A proposed project would convert Hospitality High School into condos.
A developer’s bid to turn a former Shaw high school into a 29-unit condo project was met with opposition by ANC 1B’s zoning committee on Monday night. Hospitality High School at 1851 9th Street NW (map) graduated its last class this spring.
Hollow Creek Investment Group is seeking a slew of zoning adjustments for the project in an R-4 neighborhood, covering everything from the building’s lot area, height and roof structure. Because the lot is already nonconforming, the group also has to get the OK from the Board of Zoning Adjustment (BZA) to build an addition to it. Hollow Creek says the building does not require, and will not have, any parking available to residents.
The developer, who is working with architect Jim Foster of Arcadia Design, will also need to get approval from the Historic Preservation Review Board (HPRB) to move forward with the project. The school was built by prominent architect Albert Cassell in 1932.
Two other snags may be hitting the proposed project, both related to recent decisions from the Zoning Commission (ZC). The first is related to penthouses. The developer wants to add seven penthouse units to the roof of the school, but the penthouse regulations from the ZC haven’t been finalized yet, and no inclusionary zoning — as will likely be required by the penthouse ruling — is mentioned in the project’s filing before the BZA.

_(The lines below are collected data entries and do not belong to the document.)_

//! Authentication manager implementation.

use std::sync::Arc;

use chrono::{Duration, Utc};
use uuid::Uuid;

use super::{
    errors::{AuthError, AuthResult},
    hasher::CredentialHasher,
    lockout::{DEFAULT_MAX_FAILED_LOGINS, LockoutPolicy},
    models::{LoginRequest, RegisterRequest, Session},
};
use crate::db::{AccountStore, SessionStore};

/// Engine policy knobs.
///
/// These are configuration, not constants of the flow: the server loads them
/// from the environment and hands them over at construction.
#[derive(Debug, Clone)]
pub struct AuthPolicy {
    /// Minimum accepted login length
    pub min_login_len: usize,
    /// Minimum accepted password length
    pub min_password_len: usize,
    /// Failed logins at which an account is blocked
    pub max_failed_logins: i32,
    /// Fixed lifetime of an issued session token
    pub session_ttl: Duration,
}

impl Default for AuthPolicy {
    fn default() -> Self {
        Self {
            min_login_len: 4,
            min_password_len: 8,
            max_failed_logins: DEFAULT_MAX_FAILED_LOGINS,
            session_ttl: Duration::hours(1),
        }
    }
}

/// Authentication manager
///
/// Stateless orchestrator over the account and session stores: every login
/// attempt is purely a sequence of store reads and writes, so the manager is
/// safe to share across request handlers. Counter updates rely on the store's
/// atomic increment, never on a read-then-write here.
#[derive(Clone)]
pub struct AuthManager {
    accounts: Arc<dyn AccountStore>,
    sessions: Arc<dyn SessionStore>,
    hasher: CredentialHasher,
    lockout: LockoutPolicy,
    policy: AuthPolicy,
}

impl AuthManager {
    /// Create a new authentication manager
    ///
    /// # Arguments
    ///
    /// * `accounts` - Account store backing registration and login
    /// * `sessions` - Session store backing token issuance and checks
    /// * `policy` - Validation, lockout, and expiry policy
    pub fn new(
        accounts: Arc<dyn AccountStore>,
        sessions: Arc<dyn SessionStore>,
        policy: AuthPolicy,
    ) -> Self {
        Self::with_hasher(accounts, sessions, policy, CredentialHasher::new())
    }

    /// Create a manager with a custom credential hasher, e.g. one with cheap
    /// cost parameters for tests.
    pub fn with_hasher(
        accounts: Arc<dyn AccountStore>,
        sessions: Arc<dyn SessionStore>,
        policy: AuthPolicy,
        hasher: CredentialHasher,
    ) -> Self {
        let lockout = LockoutPolicy::new(policy.max_failed_logins);
        Self {
            accounts,
            sessions,
            hasher,
            lockout,
            policy,
        }
    }

    /// Register a new account
    ///
    /// # Errors
    ///
    /// * `AuthError::InvalidLogin` - Login below the minimum length
    /// * `AuthError::WeakPassword` - Password below the minimum length
    /// * `AuthError::AlreadyExists` - Login is taken; nothing is mutated
    pub async fn register(&self, request: RegisterRequest) -> AuthResult<()> {
        self.validate_login(&request.login)?;
        self.validate_password(&request.password)?;

        let secret = self.hasher.hash(&request.password)?;

        self.accounts
            .insert_account(&request.login, &secret)
            .await
    }

    /// Log an account in, minting a fresh session token on success.
    ///
    /// The lockout check runs before any verification so that a blocked
    /// account costs no hashing work and its counter stops growing. A wrong
    /// password increments the counter through the store's atomic update;
    /// a match resets it to zero before the session is created.
    ///
    /// # Errors
    ///
    /// * `AuthError::AccountNotFound` - No account for the login
    /// * `AuthError::Blocked` - Failure counter reached the threshold
    /// * `AuthError::WrongPassword` - Password mismatch; counter incremented
    pub async fn login(&self, request: LoginRequest) -> AuthResult<Session> {
        let account = self
            .accounts
            .get_account(&request.login)
            .await?
            .ok_or(AuthError::AccountNotFound)?;

        if self.lockout.is_blocked(account.failed_logins) {
            return Err(AuthError::Blocked);
        }

        if !self.hasher.verify(&request.password, &account.secret)? {
            self.accounts
                .increment_failed_logins(&request.login)
                .await?;
            return Err(AuthError::WrongPassword);
        }

        self.accounts.reset_failed_logins(&request.login).await?;

        let session = Session {
            token: Uuid::new_v4(),
            created_at: Utc::now(),
        };
        self.sessions
            .insert_session(session.token, session.created_at)
            .await?;

        Ok(session)
    }

    /// Check that a session token exists and is still fresh.
    ///
    /// Expiry is computed from the stored creation time; a token is valid
    /// strictly inside its window and expired from the window boundary on.
    /// There is no sliding renewal.
    ///
    /// # Errors
    ///
    /// * `AuthError::SessionNotFound` - Token was never issued
    /// * `AuthError::SessionExpired` - Token outlived the expiry window
    pub async fn check_token(&self, token: Uuid) -> AuthResult<()> {
        let created_at = self
            .sessions
            .get_session_created_at(token)
            .await?
            .ok_or(AuthError::SessionNotFound)?;

        if Utc::now().signed_duration_since(created_at) >= self.policy.session_ttl {
            return Err(AuthError::SessionExpired);
        }

        Ok(())
    }

    fn validate_login(&self, login: &str) -> AuthResult<()> {
        if login.len() < self.policy.min_login_len {
            return Err(AuthError::InvalidLogin(format!(
                "login must be at least {} characters",
                self.policy.min_login_len
            )));
        }

        Ok(())
    }

    fn validate_password(&self, password: &str) -> AuthResult<()> {
        if password.len() < self.policy.min_password_len {
            return Err(AuthError::WeakPassword(format!(
                "password must be at least {} characters",
                self.policy.min_password_len
            )));
        }

        Ok(())
    }
}

#[cfg(test)]
mod tests {
    use super::*;
    use crate::db::{MemoryAccountStore, MemorySessionStore};
    use argon2::{Algorithm, Argon2, Params, Version};

    fn cheap_hasher() -> CredentialHasher {
        let params = Params::new(8, 1, 1, None).expect("valid test params");
        CredentialHasher::with_argon2(Argon2::new(Algorithm::Argon2id, Version::V0x13, params))
    }

    fn manager() -> (AuthManager, Arc<MemoryAccountStore>, Arc<MemorySessionStore>) {
        let accounts = Arc::new(MemoryAccountStore::new());
        let sessions = Arc::new(MemorySessionStore::new());
        let manager = AuthManager::with_hasher(
            accounts.clone(),
            sessions.clone(),
            AuthPolicy::default(),
            cheap_hasher(),
        );
        (manager, accounts, sessions)
    }

    fn register_request(login: &str, password: &str) -> RegisterRequest {
        RegisterRequest {
            login: login.to_string(),
            password: password.to_string(),
        }
    }

    fn login_request(login: &str, password: &str) -> LoginRequest {
        LoginRequest {
            login: login.to_string(),
            password: password.to_string(),
        }
    }

    #[tokio::test]
    async fn register_then_login_succeeds() {
        let (auth, _, _) = manager();

        auth.register(register_request("alice", "correcthorse"))
            .await
            .unwrap();

        let session = auth
            .login(login_request("alice", "correcthorse"))
            .await
            .unwrap();

        auth.check_token(session.token).await.unwrap();
    }

    #[tokio::test]
    async fn each_login_mints_a_fresh_token() {
        let (auth, _, _) = manager();

        auth.register(register_request("alice", "correcthorse"))
            .await
            .unwrap();

        let first = auth
            .login(login_request("alice", "correcthorse"))
            .await
            .unwrap();
        let second = auth
            .login(login_request("alice", "correcthorse"))
            .await
            .unwrap();

        assert_ne!(first.token, second.token);
    }

    #[tokio::test]
    async fn duplicate_register_mutates_nothing() {
        let (auth, accounts, _) = manager();

        auth.register(register_request("alice", "correcthorse"))
            .await
            .unwrap();
        let original = accounts.get_account("alice").await.unwrap().unwrap();

        let result = auth.register(register_request("alice", "otherpassword")).await;
        assert!(matches!(result, Err(AuthError::AlreadyExists)));

        let after = accounts.get_account("alice").await.unwrap().unwrap();
        assert_eq!(after.secret, original.secret);
        assert_eq!(after.failed_logins, 0);

        // The original credentials still work.
        auth.login(login_request("alice", "correcthorse"))
            .await
            .unwrap();
    }

    #[tokio::test]
    async fn register_enforces_minimum_lengths() {
        let (auth, accounts, _) = manager();

        let result = auth.register(register_request("al", "correcthorse")).await;
        assert!(matches!(result, Err(AuthError::InvalidLogin(_))));

        let result = auth.register(register_request("alice", "short")).await;
        assert!(matches!(result, Err(AuthError::WeakPassword(_))));

        assert!(accounts.get_account("alice").await.unwrap().is_none());
    }

    #[tokio::test]
    async fn login_unknown_account() {
        let (auth, _, _) = manager();

        let result = auth.login(login_request("nobody", "correcthorse")).await;
        assert!(matches!(result, Err(AuthError::AccountNotFound)));
    }

    #[tokio::test]
    async fn five_wrong_passwords_block_the_account() {
        let (auth, accounts, _) = manager();

        auth.register(register_request("alice", "correcthorse"))
            .await
            .unwrap();

        for attempt in 1..=5 {
            let result = auth.login(login_request("alice", "wrongwrong")).await;
            assert!(
                matches!(result, Err(AuthError::WrongPassword)),
                "attempt {attempt} should be a plain mismatch"
            );
        }

        let account = accounts.get_account("alice").await.unwrap().unwrap();
        assert_eq!(account.failed_logins, 5);

        // Even the correct password is rejected once the threshold is hit,
        // and the counter does not grow further.
        let result = auth.login(login_request("alice", "correcthorse")).await;
        assert!(matches!(result, Err(AuthError::Blocked)));

        let account = accounts.get_account("alice").await.unwrap().unwrap();
        assert_eq!(account.failed_logins, 5);
    }

    #[tokio::test]
    async fn successful_login_resets_the_counter() {
        let (auth, accounts, _) = manager();

        auth.register(register_request("alice", "correcthorse"))
            .await
            .unwrap();

        for _ in 0..4 {
            let _ = auth.login(login_request("alice", "wrongwrong")).await;
        }
        let account = accounts.get_account("alice").await.unwrap().unwrap();
        assert_eq!(account.failed_logins, 4);

        auth.login(login_request("alice", "correcthorse"))
            .await
            .unwrap();
        let account = accounts.get_account("alice").await.unwrap().unwrap();
        assert_eq!(account.failed_logins, 0);

        // One more mismatch is a plain wrong password again, not a block.
        let result = auth.login(login_request("alice", "wrongwrong")).await;
        assert!(matches!(result, Err(AuthError::WrongPassword)));
        auth.login(login_request("alice", "correcthorse"))
            .await
            .unwrap();
    }

    #[tokio::test]
    async fn check_token_unknown() {
        let (auth, _, _) = manager();

        let result = auth.check_token(Uuid::new_v4()).await;
        assert!(matches!(result, Err(AuthError::SessionNotFound)));
    }

    #[tokio::test]
    async fn check_token_expiry_window() {
        let (auth, _, sessions) = manager();

        let fresh = Uuid::new_v4();
        sessions
            .insert_session(fresh, Utc::now() - Duration::minutes(59))
            .await
            .unwrap();
        auth.check_token(fresh).await.unwrap();

        let boundary = Uuid::new_v4();
        sessions
            .insert_session(boundary, Utc::now() - Duration::hours(1))
            .await
            .unwrap();
        let result = auth.check_token(boundary).await;
        assert!(matches!(result, Err(AuthError::SessionExpired)));

        let stale = Uuid::new_v4();
        sessions
            .insert_session(stale, Utc::now() - Duration::minutes(61))
            .await
            .unwrap();
        let result = auth.check_token(stale).await;
        assert!(matches!(result, Err(AuthError::SessionExpired)));
    }
}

The lack of inclusionary zoning was just one of several issues debated by the ANC committee on Monday. In an hour and a half-long discussion, committee members also criticized the project’s lack of parking, its lack of plans for trash removal and other problems. The committee ultimately voted to support the developer’s HPRB bid, but did not support any of the zoning variances Hollow Creek is seeking.
More importantly, though, the recent decision on pop-ups and conversions in the R-4 district may affect or even doom the project, something Hollow Creek is aware of. Developer Yue Wang wrote a letter to the Zoning Commission on June 1 suggesting the new regulations on conversions would jeopardize his project — and potentially his entire business.
“A major change like this will literally kill many projects and in turn many small-medium developers like us,” Wang wrote.
Though Hollow Creek is not converting a rowhouse, new restrictions and rules on the conversions of nonresidential buildings in R-4 districts, including inclusionary zoning and lot area requirements, were passed as part of the pop-up and conversion rulings. It’s unclear whether those rules might affect the project, though the development would already require a variance to existing rules on lot area. As a matter-of-right, Hollow Creek can build only seven units in the school, which would result, the developer says in its filing, in “excessively large and unmarketable units.”
UrbanTurf will further explore the implications of the R-4 ruling later this week.
Reached by phone on Tuesday, Wang referred UrbanTurf to his lawyer, Meridith Moldenhauer, who didn’t immediately respond to a request for comment. Though the developer plans to return before the full ANC later this month, Commissioner Mark Ranslem suggested it wouldn’t net support from the body.
“You’re going to have a similar reaction from the commissioners, too,” Ranslem told the development team.